Thank for you responds. It was late in the evening and I had to bump the ISO up. I could not even get a good look through the binos so I would not hang to much on the color.
I was more asking about the shape, wings and tail etc
 

jimmmer

Well-known member
Can you comment on the color? is seems in the image that the color is reddish brown with darker outer half of tail, but did you have the same/different impression in the field? Sometimes color is off on images due to white-balance issues.

Niels

Thank for you responds. It was late in the evening and I had to bump the ISO up. I could not even get a good look through the binos so I would not hang to much on the color.
I was more asking about the shape, wings and tail etc
 

njlarsen

Well-known member
Opus Editor
It looks like any hawk would be a real rarity in Barbados?
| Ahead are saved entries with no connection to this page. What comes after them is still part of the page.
use crate::output::Output;
use color_eyre::Result;
use dialoguer::{Confirm, Input, Password};
use popcorn_models::UserRating;

/// Read one line; empty input is allowed
pub fn prompt_line(prompt: &str) -> Result<String> {
    Input::<String>::new()
        .with_prompt(prompt)
        .allow_empty(true)
        .interact_text()
        .map_err(|e| color_eyre::eyre::eyre!("Failed to read input: {}", e))
}

/// Prompt for a secret (masked input)
pub fn prompt_password(prompt: &str) -> Result<String> {
    Password::new()
        .with_prompt(prompt)
        .interact()
        .map_err(|e| color_eyre::eyre::eyre!("Failed to read password: {}", e))
}

pub fn prompt_yes_no(prompt: &str, default: bool) -> Result<bool> {
    Confirm::new()
        .with_prompt(prompt)
        .default(default)
        .interact()
        .map_err(|e| color_eyre::eyre::eyre!("Failed to read confirmation: {}", e))
}

/// Ask for a 1-10 rating until a valid one is entered
pub fn prompt_rating(prompt: &str, output: &Output) -> Result<UserRating> {
    loop {
        let input = Input::<String>::new()
            .with_prompt(prompt)
            .interact_text()
            .map_err(|e| color_eyre::eyre::eyre!("Failed to read input: {}", e))?;

        match input.trim().parse::<u8>().ok().and_then(UserRating::new) {
            Some(rating) => return Ok(rating),
            None => output.error(format!(
                "Invalid rating. Please enter a number from {} to {}.",
                UserRating::MIN,
                UserRating::MAX
            )),
        }
    }
}
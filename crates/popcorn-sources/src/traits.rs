use async_trait::async_trait;
use popcorn_models::{MovieDetail, SearchResultItem};
use crate::error::SourceError;

/// A remote movie database that can be searched by title and queried by id.
#[async_trait]
pub trait MovieCatalog: Send + Sync {
    fn source_name(&self) -> &str;

    /// Titles matching `query`. A catalog that finds nothing returns
    /// `SourceError::NotFound` rather than an empty list.
    async fn search(&self, query: &str) -> Result<Vec<SearchResultItem>, SourceError>;

    async fn details(&self, imdb_id: &str) -> Result<MovieDetail, SourceError>;
}
use serde::{Deserialize, Serialize};
use std::path::PathBuf;

#[derive(Debug, Serialize, Deserialize, Default)]
pub struct Config {
    #[serde(default)]
    pub omdb: OmdbConfig,
    #[serde(default)]
    pub search: SearchConfig,
    #[serde(default)]
    pub storage: StorageConfig,
    #[serde(default)]
    pub geolocation: GeolocationConfig,
    #[serde(default)]
    pub logging: LoggingConfig,
}

#[derive(Debug, Serialize, Deserialize, Clone)]
pub struct OmdbConfig {
    #[serde(default = "default_omdb_base_url")]
    pub base_url: String,
    #[serde(default = "default_timeout_secs")]
    pub timeout_secs: u64,
}

#[derive(Debug, Serialize, Deserialize, Clone)]
pub struct SearchConfig {
    /// Queries shorter than this (after trimming) never reach the network
    #[serde(default = "default_min_query_length")]
    pub min_query_length: usize,
}

#[derive(Debug, Serialize, Deserialize, Clone)]
pub struct StorageConfig {
    #[serde(default = "default_watched_key")]
    pub watched_key: String,
}

#[derive(Debug, Serialize, Deserialize, Clone)]
pub struct GeolocationConfig {
    #[serde(default = "default_true")]
    pub enabled: bool,
    #[serde(default = "default_geolocation_endpoint")]
    pub endpoint: String,
}

#[derive(Debug, Serialize, Deserialize, Clone, Default)]
pub struct LoggingConfig {
    /// Write logs to this file (rotated daily) instead of stderr
    #[serde(default)]
    pub file: Option<PathBuf>,
}

fn default_true() -> bool {
    true
}

fn default_omdb_base_url() -> String {
    "https://www.omdbapi.com/".to_string()
}

fn default_timeout_secs() -> u64 {
    10
}

fn default_min_query_length() -> usize {
    3
}

fn default_watched_key() -> String {
    "watched".to_string()
}

fn default_geolocation_endpoint() -> String {
    "https://ipapi.co/json/".to_string()
}

impl Default for OmdbConfig {
    fn default() -> Self {
        Self {
            base_url: default_omdb_base_url(),
            timeout_secs: default_timeout_secs(),
        }
    }
}

impl Default for SearchConfig {
    fn default() -> Self {
        Self {
            min_query_length: default_min_query_length(),
        }
    }
}

impl Default for StorageConfig {
    fn default() -> Self {
        Self {
            watched_key: default_watched_key(),
        }
    }
}

impl Default for GeolocationConfig {
    fn default() -> Self {
        Self {
            enabled: default_true(),
            endpoint: default_geolocation_endpoint(),
        }
    }
}

fn is_http_url(url: &str) -> bool {
    let rest = url
        .strip_prefix("https://")
        .or_else(|| url.strip_prefix("http://"));
    matches!(rest, Some(host) if !host.is_empty())
}

impl Config {
    pub fn load_from_file(path: &PathBuf) -> anyhow::Result<Self> {
        let content = std::fs::read_to_string(path)?;
        let config: Config = toml::from_str(&content)?;
        Ok(config)
    }

    /// Load the file if it exists, otherwise fall back to defaults
    pub fn load_or_default(path: &PathBuf) -> anyhow::Result<Self> {
        if path.exists() {
            Self::load_from_file(path)
        } else {
            Ok(Self::default())
        }
    }

    pub fn save_to_file(&self, path: &PathBuf) -> anyhow::Result<()> {
        if let Some(parent) = path.parent() {
            std::fs::create_dir_all(parent)?;
        }
        let content = toml::to_string_pretty(self)?;
        std::fs::write(path, content)?;
        Ok(())
    }

    pub fn validate(&self) -> anyhow::Result<()> {
        if !is_http_url(&self.omdb.base_url) {
            return Err(anyhow::anyhow!("omdb.base_url must be an http(s) URL: {}", self.omdb.base_url));
        }
        if self.omdb.timeout_secs == 0 {
            return Err(anyhow::anyhow!("omdb.timeout_secs must be greater than zero"));
        }
        if self.search.min_query_length == 0 {
            return Err(anyhow::anyhow!("search.min_query_length must be at least 1"));
        }
        if self.storage.watched_key.trim().is_empty() {
            return Err(anyhow::anyhow!("storage.watched_key cannot be empty"));
        }
        if self.geolocation.enabled && !is_http_url(&self.geolocation.endpoint) {
            return Err(anyhow::anyhow!(
                "geolocation.endpoint must be an http(s) URL: {}",
                self.geolocation.endpoint
            ));
        }
        Ok(())
    }
}

#[cfg(test)]
mod tests {
    use super::*;
    use tempfile::NamedTempFile;

    #[test]
    fn test_config_load_and_save() {
        let file = NamedTempFile::new().unwrap();
        let mut config = Config::default();
        config.search.min_query_length = 4;
        config.storage.watched_key = "my-watched".to_string();
        config.geolocation.enabled = false;

        let path = file.path().to_path_buf();
        config.save_to_file(&path).unwrap();

        let loaded = Config::load_from_file(&path).unwrap();
        assert_eq!(loaded.search.min_query_length, 4);
        assert_eq!(loaded.storage.watched_key, "my-watched");
        assert!(!loaded.geolocation.enabled);
        assert_eq!(loaded.omdb.base_url, "https://www.omdbapi.com/");
    }

    #[test]
    fn test_partial_file_uses_defaults() {
        let config: Config = toml::from_str("[search]\nmin_query_length = 2\n").unwrap();
        assert_eq!(config.search.min_query_length, 2);
        assert_eq!(config.omdb.timeout_secs, 10);
        assert_eq!(config.storage.watched_key, "watched");
        assert!(config.geolocation.enabled);
        assert!(config.logging.file.is_none());
    }

    #[test]
    fn test_load_or_default_missing_file() {
        let dir = tempfile::tempdir().unwrap();
        let config = Config::load_or_default(&dir.path().join("config.toml")).unwrap();
        assert_eq!(config.search.min_query_length, 3);
    }

    #[test]
    fn test_config_validate() {
        let mut config = Config::default();
        assert!(config.validate().is_ok());

        config.omdb.base_url = "ftp://example.com".to_string();
        assert!(config.validate().is_err());
        config.omdb.base_url = "https://www.omdbapi.com/".to_string();

        config.search.min_query_length = 0;
        assert!(config.validate().is_err());
        config.search.min_query_length = 3;

        config.storage.watched_key = "  ".to_string();
        assert!(config.validate().is_err());
        config.storage.watched_key = "watched".to_string();

        config.geolocation.endpoint = String::new();
        assert!(config.validate().is_err());
        config.geolocation.enabled = false;
        assert!(config.validate().is_ok());
    }
}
Falcons are bad enough ;)

Niels
 

RafaelMatias

Unknown member
Portugal
The silhouette of the OP bird is absolutely typical of falcon (Falco sp.), with very triangular, narrow tipped hand; also you can see the straighter trailing edge to the secondaries (it's curved and variably bulging in Accipiter sp.). Here's a Cooper's in a comparable position (note broad wing tip, with visible "fingers": https://goo.gl/images/xodXgP). Note also that there seem to be no records of Accipiter hawks in Barbados.
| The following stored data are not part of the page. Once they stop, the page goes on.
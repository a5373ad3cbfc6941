use super::{prompts, views, Session};
use crate::output::Output;
use color_eyre::eyre::eyre;
use color_eyre::Result;
use serde_json::json;

pub fn run_list(session: &Session, summary_only: bool, output: &Output) -> Result<()> {
    let watched = session.watched()?;
    let summary = watched.summary();

    if !output.is_human() {
        if summary_only {
            output.json(&json!({ "summary": summary }));
        } else {
            output.json(&json!({ "summary": summary, "movies": watched.movies() }));
        }
        return Ok(());
    }

    output.table(&views::summary_table(&summary));
    if !summary_only {
        if watched.is_empty() {
            output.info("Nothing watched yet. Rate a title with 'popcorn rate <id>'.");
        } else {
            output.table(&views::watched_table(watched.movies()));
        }
    }
    Ok(())
}

pub fn run_remove(session: &Session, id: &str, output: &Output) -> Result<()> {
    let mut watched = session.watched()?;
    let title = watched.get(id).map(|m| m.title.clone());

    let removed = watched
        .remove(id)
        .map_err(|e| eyre!("Failed to remove {} from watched list: {}", id, e))?;

    match (removed, title) {
        (true, Some(title)) => output.success(format!("Removed '{}' from your watched list", title)),
        _ => output.warn(format!("{} is not on your watched list", id)),
    }
    Ok(())
}

pub fn run_clear(session: &Session, yes: bool, output: &Output) -> Result<()> {
    let mut watched = session.watched()?;
    if watched.is_empty() {
        output.info("Watched list is already empty");
        return Ok(());
    }

    let confirmed = yes
        || prompts::prompt_yes_no(
            &format!("Remove all {} titles from your watched list?", watched.len()),
            false,
        )?;
    if !confirmed {
        output.info("Nothing removed");
        return Ok(());
    }

    let count = watched.len();
    watched
        .clear()
        .map_err(|e| eyre!("Failed to clear watched list: {}", e))?;
    output.success(format!("Removed {} titles from your watched list", count));
    Ok(())
}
I'd say with that shape your options are down to Peregrine and Merlin only; if I had to choose from the two I'd favour the latter on structure, but could be tricky. Both falcon species are on Barbados list and an additional, American Kestrel, is a vagrant (but it's excluded as a possibility for the present case on shape).
 

jimmmer

Well-known member
From the size of the bird it would have to be a female Peregrine Falcon. Thank Rafael for giving the explanation it thought me a lot.
 

Valéry Schollaert

Respect animals, don't eat or wear their body or s
The silhouette of the OP bird is absolutely typical of falcon (Falco sp.), with very triangular, narrow tipped hand; also you can see the straighter trailing edge to the secondaries (it's curved and variably bulging in Accipiter sp.). Here's a Cooper's in a comparable position (note broad wing tip, with visible "fingers": https://goo.gl/images/xodXgP). Note also that there seem to be no records of Accipiter hawks in Barbados.

I'd say with that shape your options are down to Peregrine and Merlin only; if I had to choose from the two I'd favour the latter on structure, but could be tricky. Both falcon species are on Barbados list and an additional, American Kestrel, is a vagrant (but it's excluded as a possibility for the present case on shape).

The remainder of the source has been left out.